Optical/IP Networks

Redback Unveils Siara Product

Why did Redback Networks Inc. http://www.redback.com fork out $4.3 billion in stock for Siara Systems Inc. last fall? One reason will become apparent today, when Redback announces the SmartEdge 800, a new multi-service provisioning platform developed by the team from Siara.

At first glance, Redback's new box looks much the same as other developments in this field - a small, inexpensive add-drop-mux capable of supporting multiple Sonet rings. A closer look, however, reveals Siara's hidden strength: The SmartEdge 800 has two backplanes - a TDM one for carrying circuit switched traffic such as voice, and a packet switched one for handling IP traffic.

That architecture should provide more advanced and efficient IP features, as well as a smoother migration path from TDM networking to IP networking, analysts think.

“Its data capabilities are impressive. It will support true IP routing. Others won’t,” says Scott Clavenna, principal analyst at Pioneer Consulting LLC, http://www.pioneerconsulting.com.

The design should also keep customers happy, Redback believes. “Old school types who’ve been working at a carrier for twenty years are comfortable with the product, but it also meets the demands of the next-generation folk who want to be on the cutting edge of service provisioning,” says Simon Williams, director of product management at Redback.

“Carriers like a product that they can cost justify for Sonet installations now, but then lets them migrate to packet service later from the same port,” agrees Clavenna. “Redback is better equipped to do that than its competitors,” he adds.

The SmartEdge 800’s twin-engine design sets Redback apart from other new-age metro Sonet solutions, from companies like Cisco Systems Inc. http://www.cisco.com (via its acquisition of Cerent), Mayan Networks Inc. http://www.mayannetworks.com, and Cyras Systems Inc. http://www.cyras.com. At their heart, those vendors’ products are essentially ADMs (albeit small, well-designed ADMs), with some stat mux capabilities added to improve their ability to carry data over Sonet.

It’s worth noting, however, that for now the SmartEdge 800’s futuristic IP capabilities remain just that – futuristic. The product is based on seven high-performance ASICs (another point in its favor). So far, Redback has only completed four of them – the ones that support TDM traffic. The other three, which will enable the devices data capabilities, are still in the works.

A version of the product supporting Sonet TDM is now being beta tested, the vendor says, and is expected to ship in Q3 with some elementary stat mux data capabilities. Redback will not say when the layer 3 packet capabilities will be available.

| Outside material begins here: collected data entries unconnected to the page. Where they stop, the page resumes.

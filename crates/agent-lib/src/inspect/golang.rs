use regex::Regex;

use super::{DeepScan, LanguageInspector};
use crate::models::{Confidence, DetectionResult, Language};
use crate::proc::{ElfAnalyzer, ProcessContext};

pub struct GoInspector {
    elf: ElfAnalyzer,
    version_re: Regex,
}

impl Default for GoInspector {
    fn default() -> Self {
        Self::new()
    }
}

impl GoInspector {
    pub fn new() -> Self {
        Self {
            elf: ElfAnalyzer::new(),
            version_re: Regex::new(r"go(\d+\.\d+\.?\d*)").unwrap(),
        }
    }

    /// "go1.21.3" -> "1.21.3"
    fn clean_version(&self, version: &str) -> String {
        if let Some(caps) = self.version_re.captures(version) {
            return caps[1].to_string();
        }
        version.trim_start_matches("go").to_string()
    }

    fn version_from_env(&self, ctx: &ProcessContext) -> String {
        for key in ["GO_VERSION", "GOLANG_VERSION"] {
            if let Some(raw) = ctx.environ.get(key) {
                return self.clean_version(raw);
            }
        }
        String::new()
    }
}

impl LanguageInspector for GoInspector {
    fn language(&self) -> Language {
        Language::Go
    }

    fn quick_scan(&self, ctx: &ProcessContext) -> Option<DetectionResult> {
        let (is_go, version) = self.elf.go_build_info(&ctx.executable);
        if is_go {
            // Dynatrace wrappers are Go binaries fronting arbitrary apps,
            // a known false positive.
            if !ctx.cmdline.to_lowercase().contains("dynatrace") {
                return Some(DetectionResult {
                    language: Language::Go,
                    framework: String::new(),
                    version: self.clean_version(&version),
                    confidence: Confidence::High,
                });
            }
        }

        for key in ["GOOS", "GOARCH", "GOPATH"] {
            if ctx.environ.contains_key(key) {
                return Some(DetectionResult {
                    language: Language::Go,
                    framework: String::new(),
                    version: self.version_from_env(ctx),
                    confidence: Confidence::Medium,
                });
            }
        }

        None
    }

    fn deep_scan(&self, _ctx: &ProcessContext, _deep: &DeepScan<'_>) -> Option<DetectionResult> {
        // The build-info probe in quick_scan is already conclusive.
        None
    }
}
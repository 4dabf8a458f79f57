//! Agent configuration
//!
//! Everything arrives through `KM_`-prefixed environment variables; each
//! field has a serde default so a bare deployment starts with sane
//! settings.

use agent_lib::sync::UpdaterClientConfig;
use agent_lib::NamespacePolicy;
use anyhow::{Context, Result};
use serde::Deserialize;

#[derive(Debug, Clone, Deserialize)]
pub struct AgentConfig {
    /// Config-updater TCP endpoint (KM_CFG_UPDATER_RPC_ADDR).
    #[serde(default)]
    pub cfg_updater_rpc_addr: String,

    /// Comma-separated namespace deny-list (KM_IGNORED_NS).
    #[serde(default)]
    pub ignored_ns: String,

    /// Comma-separated namespace allow-list (KM_K8S_MONITORED_NAMESPACES);
    /// overrides the deny-list when non-empty.
    #[serde(default)]
    pub k8s_monitored_namespaces: String,

    /// Retained for backward compatibility; cache entries persist until
    /// workload deletion regardless of this value.
    #[serde(default)]
    pub cache_ttl_minutes: Option<u64>,

    /// Instrumentation CRD consulted for pre-instrumentation detection
    /// (KM_CRD_NAME).
    #[serde(default = "default_crd_name")]
    pub crd_name: String,

    /// Opt-in for the registry-pull image inspection fallback
    /// (KM_ENABLE_IMAGE_INSPECTION). Recognized but currently inactive.
    #[serde(default)]
    pub enable_image_inspection: bool,

    /// Port for the health and metrics API (KM_API_PORT).
    #[serde(default = "default_api_port")]
    pub api_port: u16,
}

fn default_crd_name() -> String {
    "km-agent-instrumentation-crd".to_string()
}

fn default_api_port() -> u16 {
    8080
}

impl AgentConfig {
    pub fn load() -> Result<Self> {
        let config = config::Config::builder()
            .add_source(config::Environment::with_prefix("KM").try_parsing(true))
            .build()
            .context("failed to read environment configuration")?;

        config
            .try_deserialize()
            .context("failed to deserialize agent configuration")
    }

    pub fn namespace_policy(&self) -> NamespacePolicy {
        NamespacePolicy::from_env_strings(&self.k8s_monitored_namespaces, &self.ignored_ns)
    }

    pub fn updater_config(&self) -> UpdaterClientConfig {
        UpdaterClientConfig::new(self.cfg_updater_rpc_addr.clone())
    }
}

"The product is not all quite there today. And it's not clear when it will be," says Steve Byars, principal analyst at Current Analysis http://www.currentanalysis.com. However, Byars says he he is "positive" that Redback should deliver the more sophisticated data features "within a few quarters."

Redback’s strongest competition comes from Cisco and Cyras. Together, the three companies share more than a common target market. As noted, Cisco sells a device that was originally developed by Cerent, the outfit it bought for $7 billion. Player number three, Cyras, will make the official announcement of its metro platform today (see Cyras: The Next Cerent? ). All three companies emerged from the ruins of Fiberlane when it broke up last year after in-house fighting.

Each has its own advantages. Cyras has the edge in port density. Redback leads in data capabilities. But Cisco/Cerent has the first mover advantage. In the long run, that may prove far more important than having the best technology. Cisco is reportedly on target to generate $1 billion in revenue from its Cerent platform this year. (Off the record, an executive at one of its competitors acknowledges that number as “absolutely astonishing.”) Every platform that Cisco ships extends its bridgehead into carrier accounts, and reinforces its product’s reputation.